Give again the lines of the data from its first line through the line with "security check failure". Change nothing.

---------------

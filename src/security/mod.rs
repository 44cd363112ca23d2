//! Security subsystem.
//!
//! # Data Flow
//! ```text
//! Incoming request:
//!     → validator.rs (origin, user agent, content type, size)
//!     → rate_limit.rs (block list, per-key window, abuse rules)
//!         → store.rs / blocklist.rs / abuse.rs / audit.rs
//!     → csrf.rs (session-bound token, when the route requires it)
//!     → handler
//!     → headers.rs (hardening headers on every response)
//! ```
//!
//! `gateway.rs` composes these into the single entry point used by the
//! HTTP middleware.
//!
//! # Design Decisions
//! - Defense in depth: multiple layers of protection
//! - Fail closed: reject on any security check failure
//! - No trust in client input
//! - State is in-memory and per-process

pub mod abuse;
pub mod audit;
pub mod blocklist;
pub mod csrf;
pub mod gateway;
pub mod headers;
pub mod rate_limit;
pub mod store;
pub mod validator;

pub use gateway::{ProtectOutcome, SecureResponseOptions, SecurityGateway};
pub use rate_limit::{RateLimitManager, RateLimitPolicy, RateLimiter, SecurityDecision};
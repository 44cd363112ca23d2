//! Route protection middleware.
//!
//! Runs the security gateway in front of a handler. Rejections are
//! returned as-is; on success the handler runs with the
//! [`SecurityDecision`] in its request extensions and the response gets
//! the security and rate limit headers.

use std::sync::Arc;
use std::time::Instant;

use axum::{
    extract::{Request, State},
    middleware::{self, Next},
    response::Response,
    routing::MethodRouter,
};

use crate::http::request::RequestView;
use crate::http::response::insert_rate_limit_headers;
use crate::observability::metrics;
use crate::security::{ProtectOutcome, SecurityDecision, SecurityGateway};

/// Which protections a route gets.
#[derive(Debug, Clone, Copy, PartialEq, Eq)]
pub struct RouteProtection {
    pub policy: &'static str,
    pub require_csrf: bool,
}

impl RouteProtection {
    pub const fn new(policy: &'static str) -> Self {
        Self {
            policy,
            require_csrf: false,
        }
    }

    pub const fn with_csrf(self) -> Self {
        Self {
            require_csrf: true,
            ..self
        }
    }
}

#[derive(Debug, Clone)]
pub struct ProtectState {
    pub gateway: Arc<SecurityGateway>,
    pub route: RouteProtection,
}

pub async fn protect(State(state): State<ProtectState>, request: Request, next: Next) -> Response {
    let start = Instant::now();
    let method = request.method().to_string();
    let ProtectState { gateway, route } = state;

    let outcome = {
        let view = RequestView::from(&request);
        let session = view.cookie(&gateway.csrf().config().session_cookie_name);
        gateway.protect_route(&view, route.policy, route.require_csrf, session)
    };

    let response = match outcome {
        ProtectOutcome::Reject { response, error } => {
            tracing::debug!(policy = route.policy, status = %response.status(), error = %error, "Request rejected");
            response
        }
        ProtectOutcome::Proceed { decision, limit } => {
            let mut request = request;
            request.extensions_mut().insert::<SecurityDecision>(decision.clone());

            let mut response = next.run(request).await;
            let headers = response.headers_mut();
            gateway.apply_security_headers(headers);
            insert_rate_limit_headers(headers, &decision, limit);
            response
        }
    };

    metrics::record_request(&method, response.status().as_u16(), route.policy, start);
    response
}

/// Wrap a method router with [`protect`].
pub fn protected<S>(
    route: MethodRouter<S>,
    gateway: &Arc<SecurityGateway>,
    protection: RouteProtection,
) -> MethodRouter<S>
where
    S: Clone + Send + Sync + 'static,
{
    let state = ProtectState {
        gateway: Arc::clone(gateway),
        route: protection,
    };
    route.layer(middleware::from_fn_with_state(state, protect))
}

---------------

* [ANSWER BOX]:
filename src/security/mod.rs
repository 44cd363112ca23d2
//! Security subsystem.
//!
//! # Data Flow
//! ```text
//! Incoming request:
//!     → validator.rs (origin, user agent, content type, size)
//!     → rate_limit.rs (block list, per-key window, abuse rules)
//!         → store.rs / blocklist.rs / abuse.rs / audit.rs
//!     → csrf.rs (session-bound token, when the route requires it)
//!     → handler
//!     → headers.rs (hardening headers on every response)
//! ```
//!
//! `gateway.rs` composes these into the single entry point used by the
//! HTTP middleware.
//!
//! # Design Decisions
//! - Defense in depth: multiple layers of protection
//! - Fail closed: reject on any security check failure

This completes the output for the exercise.